Information given:

*** Block opens ***

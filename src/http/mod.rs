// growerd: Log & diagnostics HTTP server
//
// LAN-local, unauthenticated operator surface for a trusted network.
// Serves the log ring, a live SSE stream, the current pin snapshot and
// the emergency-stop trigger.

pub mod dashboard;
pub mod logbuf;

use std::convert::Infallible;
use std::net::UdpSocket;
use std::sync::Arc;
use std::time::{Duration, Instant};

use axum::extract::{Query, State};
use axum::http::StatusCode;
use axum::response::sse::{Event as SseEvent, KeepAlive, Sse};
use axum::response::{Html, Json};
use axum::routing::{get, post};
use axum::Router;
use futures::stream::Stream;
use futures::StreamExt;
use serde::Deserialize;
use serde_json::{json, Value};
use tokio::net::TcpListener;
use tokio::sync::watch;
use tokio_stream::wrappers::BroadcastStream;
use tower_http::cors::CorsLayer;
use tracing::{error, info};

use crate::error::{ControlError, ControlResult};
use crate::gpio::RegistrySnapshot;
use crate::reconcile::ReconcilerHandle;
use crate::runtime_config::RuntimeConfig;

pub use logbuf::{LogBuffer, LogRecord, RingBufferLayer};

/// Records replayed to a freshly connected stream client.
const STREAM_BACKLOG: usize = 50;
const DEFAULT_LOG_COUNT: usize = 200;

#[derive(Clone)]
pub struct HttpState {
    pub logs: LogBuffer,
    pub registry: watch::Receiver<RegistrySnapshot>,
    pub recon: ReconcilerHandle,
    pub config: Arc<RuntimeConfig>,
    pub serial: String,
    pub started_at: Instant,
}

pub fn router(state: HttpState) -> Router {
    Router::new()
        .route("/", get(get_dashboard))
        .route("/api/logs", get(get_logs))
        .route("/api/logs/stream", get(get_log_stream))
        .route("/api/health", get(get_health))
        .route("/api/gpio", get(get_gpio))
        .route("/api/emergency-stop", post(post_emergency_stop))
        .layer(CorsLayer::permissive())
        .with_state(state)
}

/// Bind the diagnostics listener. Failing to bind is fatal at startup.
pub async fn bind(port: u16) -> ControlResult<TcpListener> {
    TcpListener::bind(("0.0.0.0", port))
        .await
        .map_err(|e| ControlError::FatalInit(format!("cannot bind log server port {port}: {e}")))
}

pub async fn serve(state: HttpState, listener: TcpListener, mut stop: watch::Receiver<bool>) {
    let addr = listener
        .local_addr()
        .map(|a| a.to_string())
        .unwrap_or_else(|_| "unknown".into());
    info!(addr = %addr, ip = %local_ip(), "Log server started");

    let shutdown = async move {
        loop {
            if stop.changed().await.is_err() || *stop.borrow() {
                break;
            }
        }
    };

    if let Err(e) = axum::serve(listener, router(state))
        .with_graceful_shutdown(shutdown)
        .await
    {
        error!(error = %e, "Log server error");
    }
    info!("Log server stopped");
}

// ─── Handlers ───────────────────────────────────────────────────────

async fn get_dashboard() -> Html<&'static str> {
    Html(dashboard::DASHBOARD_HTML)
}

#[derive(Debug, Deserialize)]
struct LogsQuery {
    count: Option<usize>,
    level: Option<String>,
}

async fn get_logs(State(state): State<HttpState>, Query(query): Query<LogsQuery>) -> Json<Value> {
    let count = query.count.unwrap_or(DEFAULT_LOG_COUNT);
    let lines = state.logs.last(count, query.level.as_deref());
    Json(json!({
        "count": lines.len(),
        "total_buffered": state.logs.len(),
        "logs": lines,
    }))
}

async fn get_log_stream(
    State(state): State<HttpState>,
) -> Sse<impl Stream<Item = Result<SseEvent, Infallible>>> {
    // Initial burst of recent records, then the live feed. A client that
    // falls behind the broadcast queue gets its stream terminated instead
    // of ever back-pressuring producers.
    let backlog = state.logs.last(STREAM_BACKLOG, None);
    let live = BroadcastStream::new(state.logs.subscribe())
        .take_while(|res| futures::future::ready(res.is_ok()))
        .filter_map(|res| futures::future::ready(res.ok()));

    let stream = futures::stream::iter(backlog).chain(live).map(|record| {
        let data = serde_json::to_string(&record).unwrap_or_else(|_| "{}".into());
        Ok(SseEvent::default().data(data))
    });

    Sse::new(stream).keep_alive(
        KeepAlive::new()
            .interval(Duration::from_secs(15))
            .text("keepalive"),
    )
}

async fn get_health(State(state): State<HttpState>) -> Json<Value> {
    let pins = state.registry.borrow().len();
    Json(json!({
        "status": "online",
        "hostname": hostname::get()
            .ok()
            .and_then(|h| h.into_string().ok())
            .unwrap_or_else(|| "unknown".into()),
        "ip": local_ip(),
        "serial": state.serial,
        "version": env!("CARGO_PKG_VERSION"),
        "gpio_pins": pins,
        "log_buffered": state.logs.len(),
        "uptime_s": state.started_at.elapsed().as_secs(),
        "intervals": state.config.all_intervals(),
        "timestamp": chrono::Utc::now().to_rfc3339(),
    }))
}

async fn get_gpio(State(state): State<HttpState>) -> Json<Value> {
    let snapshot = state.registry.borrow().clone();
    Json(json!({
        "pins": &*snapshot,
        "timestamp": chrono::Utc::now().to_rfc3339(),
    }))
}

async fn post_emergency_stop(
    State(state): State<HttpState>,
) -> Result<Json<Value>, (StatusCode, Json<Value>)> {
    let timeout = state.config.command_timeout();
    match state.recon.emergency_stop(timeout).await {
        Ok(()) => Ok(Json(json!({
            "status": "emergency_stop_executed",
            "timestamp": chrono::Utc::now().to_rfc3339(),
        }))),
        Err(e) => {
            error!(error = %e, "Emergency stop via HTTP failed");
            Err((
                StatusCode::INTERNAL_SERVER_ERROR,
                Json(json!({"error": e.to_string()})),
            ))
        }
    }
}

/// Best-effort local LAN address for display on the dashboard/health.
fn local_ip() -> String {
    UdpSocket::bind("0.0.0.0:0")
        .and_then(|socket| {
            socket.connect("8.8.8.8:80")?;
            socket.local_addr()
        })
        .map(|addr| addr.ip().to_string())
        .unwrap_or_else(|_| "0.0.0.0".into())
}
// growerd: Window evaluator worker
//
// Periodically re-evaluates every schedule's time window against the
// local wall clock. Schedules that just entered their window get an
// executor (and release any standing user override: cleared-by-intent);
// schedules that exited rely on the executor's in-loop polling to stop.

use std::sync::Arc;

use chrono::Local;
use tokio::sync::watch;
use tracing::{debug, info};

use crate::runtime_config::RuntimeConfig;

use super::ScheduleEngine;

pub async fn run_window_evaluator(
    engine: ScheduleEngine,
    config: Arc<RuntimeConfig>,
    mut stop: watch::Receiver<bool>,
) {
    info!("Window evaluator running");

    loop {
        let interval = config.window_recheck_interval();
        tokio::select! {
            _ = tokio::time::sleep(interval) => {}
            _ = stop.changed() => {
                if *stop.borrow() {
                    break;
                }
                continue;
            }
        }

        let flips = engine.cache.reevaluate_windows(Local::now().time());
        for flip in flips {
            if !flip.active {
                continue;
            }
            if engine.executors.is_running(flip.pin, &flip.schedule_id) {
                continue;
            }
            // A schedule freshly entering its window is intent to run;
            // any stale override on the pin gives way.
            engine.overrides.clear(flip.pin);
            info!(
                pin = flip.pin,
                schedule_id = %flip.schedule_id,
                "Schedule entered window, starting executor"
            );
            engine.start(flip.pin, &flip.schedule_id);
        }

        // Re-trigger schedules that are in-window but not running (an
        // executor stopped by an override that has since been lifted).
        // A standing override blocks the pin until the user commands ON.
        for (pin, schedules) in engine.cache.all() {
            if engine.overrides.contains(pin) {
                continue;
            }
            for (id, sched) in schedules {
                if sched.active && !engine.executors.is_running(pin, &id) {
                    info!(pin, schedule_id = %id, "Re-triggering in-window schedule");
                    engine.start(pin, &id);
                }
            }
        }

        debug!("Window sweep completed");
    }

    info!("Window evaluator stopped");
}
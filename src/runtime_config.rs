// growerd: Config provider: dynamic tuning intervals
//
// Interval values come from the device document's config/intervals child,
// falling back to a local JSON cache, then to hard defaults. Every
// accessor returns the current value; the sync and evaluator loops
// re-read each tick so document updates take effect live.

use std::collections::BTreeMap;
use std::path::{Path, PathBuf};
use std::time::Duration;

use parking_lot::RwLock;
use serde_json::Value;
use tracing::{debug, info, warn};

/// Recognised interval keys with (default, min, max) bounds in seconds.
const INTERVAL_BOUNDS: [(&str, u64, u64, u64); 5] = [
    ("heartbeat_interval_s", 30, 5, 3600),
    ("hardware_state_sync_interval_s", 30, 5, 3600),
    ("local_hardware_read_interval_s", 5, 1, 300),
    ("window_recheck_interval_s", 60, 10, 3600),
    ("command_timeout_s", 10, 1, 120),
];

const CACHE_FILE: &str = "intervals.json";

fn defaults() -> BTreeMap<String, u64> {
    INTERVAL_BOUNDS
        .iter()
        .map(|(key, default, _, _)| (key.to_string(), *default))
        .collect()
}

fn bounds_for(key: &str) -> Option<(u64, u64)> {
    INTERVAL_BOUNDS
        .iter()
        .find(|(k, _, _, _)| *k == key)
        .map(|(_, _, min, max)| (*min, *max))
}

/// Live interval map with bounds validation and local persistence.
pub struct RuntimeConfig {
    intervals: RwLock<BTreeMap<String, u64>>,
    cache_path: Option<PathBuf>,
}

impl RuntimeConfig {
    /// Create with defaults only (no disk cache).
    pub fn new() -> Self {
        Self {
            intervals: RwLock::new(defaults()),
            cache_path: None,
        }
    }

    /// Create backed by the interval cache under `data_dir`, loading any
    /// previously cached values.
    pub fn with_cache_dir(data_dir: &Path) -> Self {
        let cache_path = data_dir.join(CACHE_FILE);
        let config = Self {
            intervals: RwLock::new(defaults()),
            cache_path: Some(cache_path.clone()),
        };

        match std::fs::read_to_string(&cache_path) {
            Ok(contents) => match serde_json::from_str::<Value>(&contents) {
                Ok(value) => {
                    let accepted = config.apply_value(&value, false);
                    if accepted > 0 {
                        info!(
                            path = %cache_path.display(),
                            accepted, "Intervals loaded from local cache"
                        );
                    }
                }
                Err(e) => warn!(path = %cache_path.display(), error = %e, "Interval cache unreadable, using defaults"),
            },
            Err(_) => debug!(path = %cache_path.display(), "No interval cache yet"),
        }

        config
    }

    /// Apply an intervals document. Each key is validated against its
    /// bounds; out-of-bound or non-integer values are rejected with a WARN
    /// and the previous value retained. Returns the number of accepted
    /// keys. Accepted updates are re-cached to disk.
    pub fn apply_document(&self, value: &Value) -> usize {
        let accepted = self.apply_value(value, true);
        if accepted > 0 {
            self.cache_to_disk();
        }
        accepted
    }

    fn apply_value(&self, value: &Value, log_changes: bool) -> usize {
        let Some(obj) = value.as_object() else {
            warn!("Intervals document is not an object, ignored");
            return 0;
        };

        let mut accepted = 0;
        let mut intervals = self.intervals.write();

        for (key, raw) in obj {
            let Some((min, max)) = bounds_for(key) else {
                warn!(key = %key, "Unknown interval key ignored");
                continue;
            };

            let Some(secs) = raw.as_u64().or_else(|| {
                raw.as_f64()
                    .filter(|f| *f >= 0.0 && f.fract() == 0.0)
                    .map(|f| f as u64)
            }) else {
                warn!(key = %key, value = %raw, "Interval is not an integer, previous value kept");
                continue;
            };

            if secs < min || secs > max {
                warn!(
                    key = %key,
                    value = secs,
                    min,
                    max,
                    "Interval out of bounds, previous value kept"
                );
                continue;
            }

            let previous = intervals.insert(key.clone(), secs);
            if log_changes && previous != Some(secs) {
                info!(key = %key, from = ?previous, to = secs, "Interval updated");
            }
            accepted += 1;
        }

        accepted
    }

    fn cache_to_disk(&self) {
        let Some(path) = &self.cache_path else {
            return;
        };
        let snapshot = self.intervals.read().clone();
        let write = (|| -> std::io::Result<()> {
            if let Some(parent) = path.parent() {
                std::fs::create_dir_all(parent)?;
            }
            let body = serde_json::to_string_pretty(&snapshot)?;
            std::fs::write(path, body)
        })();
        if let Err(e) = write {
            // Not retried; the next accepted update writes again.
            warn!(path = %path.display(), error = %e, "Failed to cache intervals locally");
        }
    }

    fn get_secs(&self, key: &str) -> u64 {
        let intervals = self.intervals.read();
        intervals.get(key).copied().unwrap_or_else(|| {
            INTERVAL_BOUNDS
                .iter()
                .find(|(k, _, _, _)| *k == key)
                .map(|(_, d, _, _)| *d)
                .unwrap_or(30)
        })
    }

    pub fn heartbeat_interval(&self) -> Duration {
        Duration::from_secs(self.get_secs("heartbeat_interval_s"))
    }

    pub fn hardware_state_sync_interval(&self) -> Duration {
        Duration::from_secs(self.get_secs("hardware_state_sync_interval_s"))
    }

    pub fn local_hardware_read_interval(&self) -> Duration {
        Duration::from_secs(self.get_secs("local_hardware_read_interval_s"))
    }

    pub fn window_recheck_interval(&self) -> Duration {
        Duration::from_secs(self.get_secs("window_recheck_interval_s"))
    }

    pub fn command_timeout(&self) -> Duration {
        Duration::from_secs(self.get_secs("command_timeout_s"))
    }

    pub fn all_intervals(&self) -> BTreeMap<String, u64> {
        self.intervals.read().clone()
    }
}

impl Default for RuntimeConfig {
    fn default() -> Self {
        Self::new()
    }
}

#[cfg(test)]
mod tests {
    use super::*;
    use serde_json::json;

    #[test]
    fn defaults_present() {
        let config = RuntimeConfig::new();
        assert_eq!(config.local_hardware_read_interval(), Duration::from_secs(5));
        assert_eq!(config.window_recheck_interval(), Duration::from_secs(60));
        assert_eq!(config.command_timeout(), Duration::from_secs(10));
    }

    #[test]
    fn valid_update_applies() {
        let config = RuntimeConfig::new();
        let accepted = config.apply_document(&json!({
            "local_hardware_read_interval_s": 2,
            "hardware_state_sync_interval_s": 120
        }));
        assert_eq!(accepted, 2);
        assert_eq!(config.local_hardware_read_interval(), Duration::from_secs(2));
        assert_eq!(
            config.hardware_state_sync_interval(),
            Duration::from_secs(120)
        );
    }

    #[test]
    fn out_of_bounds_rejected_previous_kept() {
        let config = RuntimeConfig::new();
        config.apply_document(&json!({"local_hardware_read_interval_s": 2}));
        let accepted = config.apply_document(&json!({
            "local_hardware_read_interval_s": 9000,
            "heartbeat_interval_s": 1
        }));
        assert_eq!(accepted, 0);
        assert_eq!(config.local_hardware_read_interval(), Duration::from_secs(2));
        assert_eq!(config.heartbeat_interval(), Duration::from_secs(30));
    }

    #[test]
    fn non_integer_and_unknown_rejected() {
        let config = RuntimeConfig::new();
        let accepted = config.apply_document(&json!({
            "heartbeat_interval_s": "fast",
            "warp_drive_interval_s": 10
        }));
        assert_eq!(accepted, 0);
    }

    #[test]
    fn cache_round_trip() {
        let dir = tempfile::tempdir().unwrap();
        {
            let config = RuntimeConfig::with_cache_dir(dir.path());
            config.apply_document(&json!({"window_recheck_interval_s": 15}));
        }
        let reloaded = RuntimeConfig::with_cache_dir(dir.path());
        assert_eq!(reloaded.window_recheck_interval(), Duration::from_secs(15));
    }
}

*** Block closes ***

Exercise brief:
Look through the entries above; find each line with the word "bind" and copy it.

Task response:
/// Bind the diagnostics listener. Failing to bind is fatal at startup.
pub async fn bind(port: u16) -> ControlResult<TcpListener> {
    TcpListener::bind(("0.0.0.0", port))
        .map_err(|e| ControlError::FatalInit(format!("cannot bind log server port {port}: {e}")))
    UdpSocket::bind("0.0.0.0:0")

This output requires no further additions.